Task to complete>
All lines in the records below with the word "that" must be returned.
((
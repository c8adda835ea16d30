use crate::db::audit::audit;
use crate::errors::AppResult;
use rusqlite::{Connection, OptionalExtension, Result};

/// Ensure that the `audit_log` table exists with the modern schema.
fn ensure_audit_table(conn: &Connection) -> Result<()> {
    conn.execute_batch(
        r#"
        CREATE TABLE IF NOT EXISTS audit_log (
            id        INTEGER PRIMARY KEY AUTOINCREMENT,
            date      TEXT NOT NULL,
            operation TEXT NOT NULL,
            target    TEXT DEFAULT '',
            message   TEXT NOT NULL,
            detail    TEXT DEFAULT ''
        );
        "#,
    )?;
    Ok(())
}

/// Check if a table exists.
fn table_exists(conn: &Connection, name: &str) -> Result<bool> {
    let mut stmt =
        conn.prepare("SELECT name FROM sqlite_master WHERE type='table' AND name=?1")?;
    let exists: Option<String> = stmt.query_row([name], |row| row.get(0)).optional()?;
    Ok(exists.is_some())
}

/// Check if a table has a given column.
fn has_column(conn: &Connection, table: &str, column: &str) -> Result<bool> {
    let mut stmt = conn.prepare(&format!("PRAGMA table_info('{table}')"))?;
    let cols = stmt.query_map([], |row| row.get::<_, String>(1))?;

    for c in cols {
        if c? == column {
            return Ok(true);
        }
    }
    Ok(false)
}

/// Create the `sessions` table with the modern schema.
///
/// Two schema-level backstops guard the core invariants even if a caller
/// bypasses the tracker: the (manager_id, date) unique key, and a partial
/// unique index that forbids two open sessions for one manager.
fn create_sessions_tables(conn: &Connection) -> Result<()> {
    conn.execute_batch(
        r#"
        CREATE TABLE IF NOT EXISTS sessions (
            id           INTEGER PRIMARY KEY AUTOINCREMENT,
            manager_id   TEXT NOT NULL,
            date         TEXT NOT NULL,
            clock_in     TEXT,
            clock_out    TEXT,
            total_hours  REAL NOT NULL DEFAULT 0,
            synthesized  INTEGER NOT NULL DEFAULT 0,
            created_at   TEXT NOT NULL,
            UNIQUE (manager_id, date)
        );

        CREATE UNIQUE INDEX IF NOT EXISTS idx_sessions_single_open
            ON sessions(manager_id)
            WHERE clock_in IS NOT NULL AND clock_out IS NULL;

        CREATE INDEX IF NOT EXISTS idx_sessions_date ON sessions(date);

        CREATE TABLE IF NOT EXISTS session_events (
            id           INTEGER PRIMARY KEY AUTOINCREMENT,
            session_id   INTEGER NOT NULL REFERENCES sessions(id),
            kind         TEXT NOT NULL CHECK(kind IN ('enter','exit')),
            at           TEXT NOT NULL,
            lat          REAL,
            lon          REAL,
            within_fence INTEGER,
            created_at   TEXT NOT NULL
        );

        CREATE INDEX IF NOT EXISTS idx_session_events_session
            ON session_events(session_id);
        "#,
    )?;
    Ok(())
}

/// Create the `tasks` and `task_load` tables.
fn create_task_tables(conn: &Connection) -> Result<()> {
    conn.execute_batch(
        r#"
        CREATE TABLE IF NOT EXISTS tasks (
            id          TEXT PRIMARY KEY,
            title       TEXT NOT NULL,
            project_id  TEXT NOT NULL,
            priority    TEXT NOT NULL CHECK(priority IN ('low','normal','high','urgent')),
            status      TEXT NOT NULL CHECK(status IN ('pending','in_progress','completed','rejected')),
            assigned_to TEXT,
            created_at  TEXT NOT NULL
        );

        CREATE INDEX IF NOT EXISTS idx_tasks_project ON tasks(project_id);
        CREATE INDEX IF NOT EXISTS idx_tasks_assignee ON tasks(assigned_to, status);

        CREATE TABLE IF NOT EXISTS task_load (
            manager_id TEXT PRIMARY KEY,
            load       INTEGER NOT NULL DEFAULT 0 CHECK(load >= 0)
        );
        "#,
    )?;
    Ok(())
}

/// Migrate a pre-0.4 `sessions` table to include the `synthesized` column.
fn migrate_add_synthesized_to_sessions(conn: &Connection) -> AppResult<bool> {
    if !table_exists(conn, "sessions")? {
        return Ok(false);
    }

    if has_column(conn, "sessions", "synthesized")? {
        return Ok(false);
    }

    conn.execute_batch(
        "ALTER TABLE sessions ADD COLUMN synthesized INTEGER NOT NULL DEFAULT 0;",
    )?;
    Ok(true)
}

/// Run all pending schema migrations. Safe to call on every startup:
/// every step is a no-op once applied.
pub fn run_pending_migrations(conn: &Connection) -> AppResult<()> {
    ensure_audit_table(conn)?;
    create_sessions_tables(conn)?;
    create_task_tables(conn)?;

    if migrate_add_synthesized_to_sessions(conn)? {
        audit(
            conn,
            "migration_applied",
            "sessions",
            "added 'synthesized' column",
            None,
        )?;
    }

    Ok(())
}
))
Answer to the exercise>
/// Ensure that the `audit_log` table exists with the modern schema.
/// unique index that forbids two open sessions for one manager.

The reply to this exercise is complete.